ASSIGNMENT
Return the records exactly, from the first line through the "runs. The worker" line.

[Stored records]
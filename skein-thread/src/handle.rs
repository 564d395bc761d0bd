use std::fmt;
use std::mem;
use std::sync::atomic::{AtomicBool, Ordering};
use std::sync::{Arc, OnceLock};
use std::thread::JoinHandle;

use parking_lot::{Condvar, Mutex};
use skein_interpret::PackageConfig;

use crate::codec::{self, Payload, Portable};
use crate::config::{DropPolicy, ThreadConfig};
use crate::error::{FailureKind, TaskFailure, ThreadError};
use crate::status::{StatusCell, TaskStatus};

pub(crate) const DETACHED_JOIN: &str = "thread was detached and cannot be joined";
pub(crate) const BEING_JOINED: &str = "thread is being joined and cannot be detached";

pub(crate) enum TaskOutput {
    Done(Payload),
    Failed(TaskFailure),
}

/// State shared by the controller-side handle and the worker.
///
/// Exactly two `Arc`s point at a record while its worker runs. The worker
/// publishes `output` once and only then stores the terminal status.
pub(crate) struct TaskRecord {
    pub(crate) id: u64,
    pub(crate) status: StatusCell,
    pub(crate) input: Payload,
    pub(crate) output: OnceLock<TaskOutput>,
    pub(crate) package: PackageConfig,
    pub(crate) config: Arc<ThreadConfig>,
}

impl TaskRecord {
    pub(crate) fn new(
        id: u64,
        input: Payload,
        package: PackageConfig,
        config: Arc<ThreadConfig>,
    ) -> Self {
        Self {
            id,
            status: StatusCell::new(),
            input,
            output: OnceLock::new(),
            package,
            config,
        }
    }

    /// Store the output, then make `status` visible. Returns false if an
    /// output was already published.
    pub(crate) fn publish(&self, output: TaskOutput, status: TaskStatus) -> bool {
        if self.output.set(output).is_err() {
            return false;
        }
        self.status.advance(status)
    }

    pub(crate) fn fail(&self, kind: FailureKind, message: impl Into<String>) -> bool {
        let failure = TaskFailure::new(kind, message);
        tracing::debug!(
            task = self.id,
            kind = ?failure.kind,
            error = %failure.message,
            "task failed"
        );
        self.publish(TaskOutput::Failed(failure), TaskStatus::Error)
    }

    fn outcome(&self) -> Outcome {
        match self.output.get() {
            Some(TaskOutput::Done(payload)) => match codec::decode(payload) {
                Ok(values) => Outcome::Done(values),
                Err(e) => {
                    Outcome::Failed(TaskFailure::new(FailureKind::Serialization, e.to_string()))
                }
            },
            Some(TaskOutput::Failed(failure)) => Outcome::Failed(failure.clone()),
            None => Outcome::Failed(TaskFailure::new(
                FailureKind::Panic,
                "worker thread exited without publishing a result",
            )),
        }
    }
}

/// The result of a joined task.
#[derive(Clone, Debug, PartialEq)]
pub enum Outcome {
    Done(Vec<Portable>),
    Failed(TaskFailure),
}

impl Outcome {
    pub fn is_done(&self) -> bool {
        matches!(self, Outcome::Done(_))
    }

    pub fn into_result(self) -> Result<Vec<Portable>, ThreadError> {
        match self {
            Outcome::Done(values) => Ok(values),
            Outcome::Failed(failure) => Err(ThreadError::Runtime(failure)),
        }
    }
}

pub(crate) enum JoinState {
    Pending(JoinHandle<()>),
    /// One caller is waiting on the OS thread without holding the lock.
    Joining,
    Joined(Outcome),
    Detached,
}

/// Controller-side handle to one task.
pub struct ThreadHandle {
    pub(crate) record: Arc<TaskRecord>,
    pub(crate) state: Mutex<JoinState>,
    joined: Condvar,
    pub(crate) detached: AtomicBool,
    pub(crate) drop_policy: DropPolicy,
}

impl ThreadHandle {
    pub(crate) fn new(
        record: Arc<TaskRecord>,
        join: JoinHandle<()>,
        drop_policy: DropPolicy,
    ) -> Self {
        Self {
            record,
            state: Mutex::new(JoinState::Pending(join)),
            joined: Condvar::new(),
            detached: AtomicBool::new(false),
            drop_policy,
        }
    }

    pub fn id(&self) -> u64 {
        self.record.id
    }

    /// Current status; never blocks.
    pub fn status(&self) -> TaskStatus {
        if self.detached.load(Ordering::Acquire) {
            TaskStatus::Detached
        } else {
            self.record.status.load()
        }
    }

    /// Whether the worker has published its output.
    pub fn is_finished(&self) -> bool {
        self.record.status.load().is_terminal()
    }

    /// Wait for the task and return its outcome.
    ///
    /// The OS-level wait happens once; later calls return the cached outcome.
    /// Concurrent callers wait for the first one to finish.
    pub fn join(&self) -> Result<Outcome, ThreadError> {
        let mut state = self.state.lock();
        let join = loop {
            match mem::replace(&mut *state, JoinState::Joining) {
                JoinState::Pending(join) => break join,
                JoinState::Joining => self.joined.wait(&mut state),
                JoinState::Joined(outcome) => {
                    *state = JoinState::Joined(outcome.clone());
                    return Ok(outcome);
                }
                JoinState::Detached => {
                    *state = JoinState::Detached;
                    return Err(ThreadError::Synchronization(DETACHED_JOIN.to_string()));
                }
            }
        };
        drop(state);

        if join.join().is_err() {
            tracing::warn!(task = self.record.id, "worker thread panicked");
        }
        let outcome = self.record.outcome();
        tracing::trace!(task = self.record.id, done = outcome.is_done(), "joined thread");

        *self.state.lock() = JoinState::Joined(outcome.clone());
        self.joined.notify_all();
        Ok(outcome)
    }

    /// Give up the right to join. The worker keeps running and releases its
    /// share of the record when it finishes.
    ///
    /// Detaching an already joined handle changes nothing. Detaching while
    /// another caller is inside [`ThreadHandle::join`] fails immediately.
    pub fn detach(&self) -> Result<(), ThreadError> {
        let mut state = self.state.lock();
        match mem::replace(&mut *state, JoinState::Detached) {
            JoinState::Pending(join) => {
                drop(join);
                self.detached.store(true, Ordering::Release);
                tracing::debug!(task = self.record.id, "detached thread");
            }
            JoinState::Joining => {
                *state = JoinState::Joining;
                return Err(ThreadError::Synchronization(BEING_JOINED.to_string()));
            }
            JoinState::Joined(outcome) => *state = JoinState::Joined(outcome),
            JoinState::Detached => {}
        }
        Ok(())
    }

    /// Whether some caller is currently blocked in [`ThreadHandle::join`].
    pub fn is_joining(&self) -> bool {
        matches!(*self.state.lock(), JoinState::Joining)
    }

    /// Join, then release the handle.
    pub fn into_outcome(self) -> Result<Outcome, ThreadError> {
        self.join()
    }
}

impl fmt::Display for ThreadHandle {
    fn fmt(&self, f: &mut fmt::Formatter<'_>) -> fmt::Result {
        write!(f, "thread ({})", self.status())
    }
}

impl fmt::Debug for ThreadHandle {
    fn fmt(&self, f: &mut fmt::Formatter<'_>) -> fmt::Result {
        f.debug_struct("ThreadHandle")
            .field("id", &self.record.id)
            .field("status", &self.status())
            .finish()
    }
}
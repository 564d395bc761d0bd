use std::sync::Arc;
use std::sync::atomic::{AtomicUsize, Ordering};

use skein_interpret::{Interpreter, Value};

use crate::bridge;
use crate::codec::{self, Portable, TaskBody};
use crate::environment::EnvironmentFactory;
use crate::error::{FailureKind, TaskFailure};
use crate::handle::{TaskOutput, TaskRecord};
use crate::status::TaskStatus;

/// Chunk name given to tasks shipped as source text.
pub(crate) const SOURCE_CHUNK: &str = "=thread";

static LIVE_WORKERS: AtomicUsize = AtomicUsize::new(0);

/// Worker threads that still hold their task record.
pub fn live_workers() -> usize {
    LIVE_WORKERS.load(Ordering::Acquire)
}

struct LiveWorker;

impl LiveWorker {
    fn enter() -> Self {
        LIVE_WORKERS.fetch_add(1, Ordering::AcqRel);
        LiveWorker
    }
}

impl Drop for LiveWorker {
    fn drop(&mut self) {
        LIVE_WORKERS.fetch_sub(1, Ordering::AcqRel);
    }
}

/// Publishes an ERROR outcome if the worker unwinds before it published one.
struct PublishGuard<'a> {
    record: &'a TaskRecord,
}

impl Drop for PublishGuard<'_> {
    fn drop(&mut self) {
        if self.record.output.get().is_none() {
            self.record.fail(FailureKind::Panic, "worker thread panicked");
        }
    }
}

/// Body of every worker thread. Owns one reference to `record` until it
/// returns.
pub(crate) fn run(record: Arc<TaskRecord>) {
    let _live = LiveWorker::enter();
    let span = tracing::debug_span!("worker", task = record.id);
    let _enter = span.enter();

    let guard = PublishGuard { record: &record };
    execute(&record);
    drop(guard);
    tracing::trace!(status = %record.status.load(), "worker finished");
    drop(record);
}

fn execute(record: &TaskRecord) {
    let factory = EnvironmentFactory::new(Arc::clone(&record.config));
    let mut interp = match factory.build(&record.package) {
        Ok(interp) => interp,
        Err(e) => {
            record.fail(FailureKind::Environment, e.to_string());
            return;
        }
    };

    let (func, args) = match prepare(&mut interp, record) {
        Ok(call) => call,
        Err(failure) => {
            record.fail(failure.kind, failure.message);
            return;
        }
    };

    record.status.advance(TaskStatus::Running);
    tracing::trace!("task running");

    match interp.pcall(&func, args) {
        Ok(values) => match encode_results(&values) {
            Ok(payload) => {
                record.publish(TaskOutput::Done(payload), TaskStatus::Done);
            }
            Err(failure) => {
                record.fail(failure.kind, failure.message);
            }
        },
        Err(message) => {
            record.fail(FailureKind::Runtime, message);
        }
    }

    drop(interp);
}

fn prepare(
    interp: &mut Interpreter,
    record: &TaskRecord,
) -> Result<(Value, Vec<Value>), TaskFailure> {
    let serialization = |e: crate::SerializationError| {
        TaskFailure::new(FailureKind::Serialization, e.to_string())
    };

    let mut values = codec::decode(&record.input).map_err(serialization)?.into_iter();
    let func = match values.next() {
        Some(Portable::Task(TaskBody::Compiled(proto))) => Value::Function(proto),
        Some(Portable::Task(TaskBody::Source(src))) => interp.load(&src, SOURCE_CHUNK).map_err(|e| {
            TaskFailure::new(
                FailureKind::Compile,
                format!("{SOURCE_CHUNK}:{}: {}", e.line(), e.message()),
            )
        })?,
        Some(other) => {
            return Err(TaskFailure::new(
                FailureKind::Serialization,
                format!("expected a task at the head of the payload, found {}", other.kind()),
            ));
        }
        None => {
            return Err(TaskFailure::new(FailureKind::Serialization, "empty task payload"));
        }
    };

    Ok((func, values.map(bridge::from_portable).collect()))
}

fn encode_results(values: &[Value]) -> Result<codec::Payload, TaskFailure> {
    values
        .iter()
        .map(bridge::to_portable)
        .collect::<Result<Vec<_>, _>>()
        .and_then(|values| codec::encode(&values))
        .map_err(|e| TaskFailure::new(FailureKind::Serialization, e.to_string()))
}
//! The `thread` and `queue` script modules.

use std::any::Any;
use std::cell::RefCell;
use std::collections::BTreeMap;
use std::sync::Arc;
use std::time::Duration;

use skein_interpret::stdlib::{arg, bad_argument, check_number};
use skein_interpret::{HostObject, Interpreter, NativeFunction, RuntimeError, Value};

use crate::bridge::{from_portable, to_portable};
use crate::codec::{self, Payload, TaskBody};
use crate::config::ThreadConfig;
use crate::controller::{Controller, yield_now};
use crate::error::ThreadError;
use crate::handle::{Outcome, ThreadHandle};
use crate::queue::{QueueError, ThreadQueue};

type NativeResult = Result<Vec<Value>, RuntimeError>;

/// Script-side thread handle. Dropping it runs the handle's finalizer.
pub struct ThreadObject {
    handle: ThreadHandle,
}

impl ThreadObject {
    pub fn new(handle: ThreadHandle) -> Self {
        Self { handle }
    }

    pub fn handle(&self) -> &ThreadHandle {
        &self.handle
    }
}

impl HostObject for ThreadObject {
    fn type_name(&self) -> &'static str {
        "thread"
    }

    fn describe(&self) -> String {
        self.handle.to_string()
    }

    fn call_method(
        &self,
        interp: &mut Interpreter,
        method: &str,
        _args: Vec<Value>,
    ) -> NativeResult {
        match method {
            "join" => Ok(match self.handle.join() {
                Ok(Outcome::Done(values)) => std::iter::once(Value::Bool(true))
                    .chain(values.into_iter().map(from_portable))
                    .collect(),
                Ok(Outcome::Failed(failure)) => {
                    vec![Value::Bool(false), Value::from(failure.message)]
                }
                Err(e) => vec![Value::Nil, Value::from(e.to_string())],
            }),
            "status" => Ok(vec![Value::str(self.handle.status().as_str())]),
            "detach" => Ok(match self.handle.detach() {
                Ok(()) => vec![Value::Bool(true)],
                Err(e) => vec![Value::Nil, Value::from(e.to_string())],
            }),
            other => Err(interp.error(format!("thread has no method '{other}'"))),
        }
    }

    fn as_any(&self) -> &dyn Any {
        self
    }
}

/// Script-side queue reference. `close()` drops this reference only.
pub struct QueueObject {
    queue: RefCell<Option<ThreadQueue>>,
}

impl QueueObject {
    pub fn new(queue: ThreadQueue) -> Self {
        Self {
            queue: RefCell::new(Some(queue)),
        }
    }

    /// The underlying queue, unless this reference was closed.
    pub fn queue(&self) -> Option<ThreadQueue> {
        self.queue.borrow().clone()
    }
}

impl HostObject for QueueObject {
    fn type_name(&self) -> &'static str {
        "queue"
    }

    fn describe(&self) -> String {
        match self.queue() {
            Some(q) => format!("queue ({}/{})", q.len(), q.capacity()),
            None => "queue (closed)".to_string(),
        }
    }

    fn call_method(
        &self,
        interp: &mut Interpreter,
        method: &str,
        args: Vec<Value>,
    ) -> NativeResult {
        if method == "close" {
            self.queue.borrow_mut().take();
            return Ok(vec![Value::Bool(true)]);
        }
        let Some(queue) = self.queue() else {
            return Err(interp.error("attempt to use a closed queue"));
        };

        match method {
            "push" => {
                let item = encode_args(interp, &args)?;
                Ok(queue_status(queue.push(item)))
            }
            "trypush" => {
                let item = encode_args(interp, &args)?;
                Ok(queue_status(queue.try_push(item)))
            }
            "pop" => decode_item(interp, queue.pop()),
            "trypop" => decode_item(interp, queue.try_pop()),
            "interrupt" => {
                queue.interrupt_all();
                Ok(vec![Value::Bool(true)])
            }
            "terminate" => {
                queue.terminate();
                Ok(vec![Value::Bool(true)])
            }
            "len" => Ok(vec![Value::Number(queue.len() as f64)]),
            other => Err(interp.error(format!("queue has no method '{other}'"))),
        }
    }

    fn as_any(&self) -> &dyn Any {
        self
    }
}

fn encode_args(interp: &Interpreter, args: &[Value]) -> Result<Payload, RuntimeError> {
    let values = args
        .iter()
        .map(to_portable)
        .collect::<Result<Vec<_>, _>>()
        .map_err(|e| interp.error(e))?;
    codec::encode(&values).map_err(|e| interp.error(e))
}

fn queue_status(result: Result<(), QueueError>) -> Vec<Value> {
    match result {
        Ok(()) => vec![Value::Bool(true)],
        Err(e) => vec![Value::Nil, Value::str(e.code())],
    }
}

fn decode_item(interp: &Interpreter, result: Result<Payload, QueueError>) -> NativeResult {
    match result {
        Ok(item) => {
            let values = codec::decode(&item).map_err(|e| interp.error(e))?;
            Ok(values.into_iter().map(from_portable).collect())
        }
        Err(e) => Ok(vec![Value::Nil, Value::str(e.code())]),
    }
}

fn spawn(interp: &mut Interpreter, config: &Arc<ThreadConfig>, args: Vec<Value>) -> NativeResult {
    let mut args = args.into_iter();
    let task = match args.next().unwrap_or(Value::Nil) {
        Value::Function(proto) => TaskBody::Compiled(proto),
        Value::Str(src) => TaskBody::Source(src.to_string()),
        other => return Err(bad_argument(interp, 0, "spawn", "function or string", &other)),
    };
    let task_args = args
        .map(|v| to_portable(&v))
        .collect::<Result<Vec<_>, _>>()
        .map_err(|e| interp.error(e))?;

    let controller = Controller::inheriting(Arc::clone(config), interp);
    match controller.spawn(task, task_args) {
        Ok(handle) => Ok(vec![Value::object(ThreadObject::new(handle))]),
        Err(e @ ThreadError::Resource(_)) => Ok(vec![Value::Nil, Value::from(e.to_string())]),
        Err(e) => Err(interp.error(e)),
    }
}

fn sleep(interp: &mut Interpreter, args: Vec<Value>) -> NativeResult {
    let secs = check_number(interp, &args, 0, "sleep")?;
    if !secs.is_finite() || secs < 0.0 {
        return Err(bad_argument(interp, 0, "sleep", "non-negative number", &arg(&args, 0)));
    }
    std::thread::sleep(Duration::from_secs_f64(secs));
    Ok(Vec::new())
}

fn new_queue(interp: &mut Interpreter, config: &ThreadConfig, args: Vec<Value>) -> NativeResult {
    let capacity = match arg(&args, 0) {
        Value::Nil => config.queue_capacity,
        Value::Number(n) if n >= 1.0 && n.fract() == 0.0 => n as usize,
        other => return Err(bad_argument(interp, 0, "new", "positive integer", &other)),
    };
    Ok(vec![Value::object(QueueObject::new(ThreadQueue::new(capacity)))])
}

fn module(functions: Vec<NativeFunction>) -> Value {
    let entries: BTreeMap<String, Value> = functions
        .into_iter()
        .map(|f| (f.name().to_string(), Value::Native(f)))
        .collect();
    Value::map(entries)
}

fn thread_module(config: Arc<ThreadConfig>) -> Value {
    module(vec![
        NativeFunction::new("spawn", move |interp, args| spawn(interp, &config, args)),
        NativeFunction::new("yield", |_, _| {
            yield_now();
            Ok(Vec::new())
        }),
        NativeFunction::new("sleep", sleep),
    ])
}

fn queue_module(config: Arc<ThreadConfig>) -> Value {
    module(vec![NativeFunction::new("new", move |interp, args| {
        new_queue(interp, &config, args)
    })])
}

/// Install the `thread` and `queue` modules into `interp`, both as globals
/// and as `require`-able native modules.
pub fn install(interp: &mut Interpreter, config: Arc<ThreadConfig>) {
    for (name, value) in [
        ("thread", thread_module(Arc::clone(&config))),
        ("queue", queue_module(config)),
    ] {
        interp.set_global(name, value.clone());
        interp.register_module(name, move |_| Ok(value.clone()));
    }
}
#[cfg(test)]
#[allow(clippy::unwrap_used)]
mod tests {
    use super::*;

    fn money(cents: i64) -> Money {
        Money::from_cents(cents)
    }

    fn valid_product() -> NewProduct {
        NewProduct {
            name: "  Premium Cotton Tee ".to_owned(),
            brand: Some("ShelfMerch".to_owned()),
            description: " Soft ringspun cotton. ".to_owned(),
            category: Some("T-Shirts".to_owned()),
            base_price: Some(money(1999)),
            compare_at_price: Some(money(2499)),
            tax_rule: None,
            sizes: vec!["M".to_owned(), "L".to_owned()],
            colors: vec!["Black".to_owned()],
            mockup_urls: vec!["https://cdn.test/front.png".to_owned()],
            designs: DesignAreas::default(),
            sku_prefix: None,
        }
    }

    #[test]
    fn test_category_slug() {
        assert_eq!(Category::TShirts.slug(), "t-shirts");
        assert_eq!(Category::TankTops.slug(), "tank-tops");
        assert_eq!(Category::LongSleeve.slug(), "long-sleeve");
    }

    #[test]
    fn test_category_parse_name_or_slug() {
        assert_eq!("Tank Tops".parse::<Category>().unwrap(), Category::TankTops);
        assert_eq!("long-sleeve".parse::<Category>().unwrap(), Category::LongSleeve);
        assert_eq!("HOODIES".parse::<Category>().unwrap(), Category::Hoodies);
        assert_eq!(
            "Socks".parse::<Category>(),
            Err(CatalogError::UnknownCategory("Socks".to_owned()))
        );
        assert_eq!(" ".parse::<Category>(), Err(CatalogError::MissingCategory));
    }

    #[test]
    fn test_tax_rule_price_including_tax() {
        assert_eq!(TaxRule::Gst12.price_including_tax(money(1000)), Some(money(1120)));
        assert_eq!(TaxRule::Gst18.price_including_tax(money(1999)), Some(money(2359)));
        assert_eq!(TaxRule::NoTax.price_including_tax(money(1999)), Some(money(1999)));
        assert_eq!(TaxRule::Gst18.price_including_tax(Money::new(Decimal::MAX)), None);
    }

    #[test]
    fn test_tax_rule_serde_ids() {
        assert_eq!(serde_json::to_string(&TaxRule::Gst5).unwrap(), "\"gst-5\"");
        assert_eq!("gst-18".parse::<TaxRule>().unwrap(), TaxRule::Gst18);
        assert!("vat".parse::<TaxRule>().is_err());
    }

    #[test]
    fn test_validate_derives_fields() {
        let draft = valid_product().validate().unwrap();

        assert_eq!(draft.name, "Premium Cotton Tee");
        assert_eq!(draft.description, "Soft ringspun cotton.");
        assert_eq!(draft.base_product, "t-shirts");
        assert_eq!(draft.tax_rule, TaxRule::NoTax);
        assert_eq!(draft.price_tax_incl, money(1999));
        assert_eq!(draft.mockup_url(), Some("https://cdn.test/front.png"));

        let skus: Vec<_> = draft.variants.iter().map(|v| v.sku.as_str()).collect();
        assert_eq!(
            skus,
            ["PREMIUM-COTTON-TEE-M-BLACK", "PREMIUM-COTTON-TEE-L-BLACK"]
        );
    }

    #[test]
    fn test_validate_uses_sku_prefix() {
        let draft = NewProduct {
            sku_prefix: Some("pct".to_owned()),
            ..valid_product()
        }
        .validate()
        .unwrap();
        assert!(draft.variants.iter().all(|v| v.sku.starts_with("PCT-")));
    }

    #[test]
    fn test_validate_error_order() {
        let empty = NewProduct::default();
        assert_eq!(empty.validate(), Err(CatalogError::MissingName));

        let no_category = NewProduct {
            category: None,
            ..valid_product()
        };
        assert_eq!(no_category.validate(), Err(CatalogError::MissingCategory));

        let free = NewProduct {
            base_price: Some(Money::ZERO),
            sizes: Vec::new(),
            ..valid_product()
        };
        assert_eq!(free.validate(), Err(CatalogError::InvalidPrice));

        let no_sizes = NewProduct {
            sizes: vec!["  ".to_owned()],
            colors: Vec::new(),
            ..valid_product()
        };
        assert_eq!(no_sizes.validate(), Err(CatalogError::MissingSizes));

        let no_colors = NewProduct {
            colors: Vec::new(),
            mockup_urls: Vec::new(),
            ..valid_product()
        };
        assert_eq!(no_colors.validate(), Err(CatalogError::MissingColors));

        let no_mockups = NewProduct {
            mockup_urls: Vec::new(),
            ..valid_product()
        };
        assert_eq!(no_mockups.validate(), Err(CatalogError::MissingMockups));
    }

    #[test]
    fn test_validate_rejects_duplicate_sizes() {
        let product = NewProduct {
            sizes: vec!["M".to_owned(), " M ".to_owned()],
            ..valid_product()
        };
        assert_eq!(
            product.validate(),
            Err(CatalogError::DuplicateOption {
                kind: "size",
                value: "M".to_owned()
            })
        );
    }

    #[test]
    fn test_validate_rejects_negative_compare_at() {
        let product = NewProduct {
            compare_at_price: Some(money(-1)),
            ..valid_product()
        };
        assert_eq!(
            product.validate(),
            Err(CatalogError::NegativeCompareAtPrice)
        );
    }

    #[test]
    fn test_validate_rejects_unstorable_prices() {
        for price in [
            Money::new(Decimal::MAX),
            Money::from_cents(1_000_000_000_000),
            Money::new(Decimal::new(19_999, 3)),
        ] {
            let product = NewProduct {
                base_price: Some(price),
                compare_at_price: None,
                ..valid_product()
            };
            assert_eq!(product.validate(), Err(CatalogError::PriceOutOfRange));
        }

        let product = NewProduct {
            compare_at_price: Some(Money::new(Decimal::MAX)),
            ..valid_product()
        };
        assert_eq!(product.validate(), Err(CatalogError::PriceOutOfRange));
    }

    #[test]
    fn test_validate_rejects_tax_inclusive_overflow_of_column() {
        let product = NewProduct {
            base_price: Some(Money::from_cents(Money::MAX_STORED_CENTS)),
            compare_at_price: None,
            tax_rule: Some(TaxRule::Gst18),
            ..valid_product()
        };
        assert_eq!(product.validate(), Err(CatalogError::PriceOutOfRange));

        let untaxed = NewProduct {
            base_price: Some(Money::from_cents(Money::MAX_STORED_CENTS)),
            compare_at_price: None,
            ..valid_product()
        };
        assert!(untaxed.validate().is_ok());
    }

    #[test]
    fn test_validate_caps_mockups() {
        let product = NewProduct {
            mockup_urls: (0..12).map(|i| format!("https://cdn.test/{i}.png")).collect(),
            ..valid_product()
        };
        let draft = product.validate().unwrap();
        assert_eq!(draft.mockup_urls.len(), MAX_MOCKUP_IMAGES);
        assert_eq!(draft.mockup_urls.last().unwrap(), "https://cdn.test/9.png");
    }

    #[test]
    fn test_validate_blank_designs_are_dropped() {
        let product = NewProduct {
            designs: DesignAreas {
                front: Some("https://cdn.test/front-area.png".to_owned()),
                back: Some("   ".to_owned()),
            },
            ..valid_product()
        };
        let draft = product.validate().unwrap();
        assert!(draft.designs.front.is_some());
        assert!(draft.designs.back.is_none());
    }

    #[test]
    fn test_new_product_from_camel_case_json() {
        let product: NewProduct = serde_json::from_value(serde_json::json!({
            "name": "Zip Hoodie",
            "category": "hoodies",
            "basePrice": 39.5,
            "taxRule": "gst-12",
            "sizes": ["S"],
            "colors": ["Navy"],
            "mockupUrls": ["https://cdn.test/hoodie.png"]
        }))
        .unwrap();

        let draft = product.validate().unwrap();
        assert_eq!(draft.category, Category::Hoodies);
        assert_eq!(draft.price_tax_incl, money(4424));
        assert_eq!(draft.variants[0].color_hex.as_deref(), Some("#000080"));
    }
}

EXERCISE RESULT
filename skein-thread/src/handle.rs
repository 564d395bc761d0bd
use std::fmt;
use std::mem;
use std::sync::atomic::{AtomicBool, Ordering};
use std::sync::{Arc, OnceLock};
use std::thread::JoinHandle;

use parking_lot::{Condvar, Mutex};
use skein_interpret::PackageConfig;

use crate::codec::{self, Payload, Portable};
use crate::config::{DropPolicy, ThreadConfig};
use crate::error::{FailureKind, TaskFailure, ThreadError};
use crate::status::{StatusCell, TaskStatus};

pub(crate) const DETACHED_JOIN: &str = "thread was detached and cannot be joined";
pub(crate) const BEING_JOINED: &str = "thread is being joined and cannot be detached";

pub(crate) enum TaskOutput {
    Done(Payload),
    Failed(TaskFailure),
}

/// State shared by the controller-side handle and the worker.
///
/// Exactly two `Arc`s point at a record while its worker runs. The worker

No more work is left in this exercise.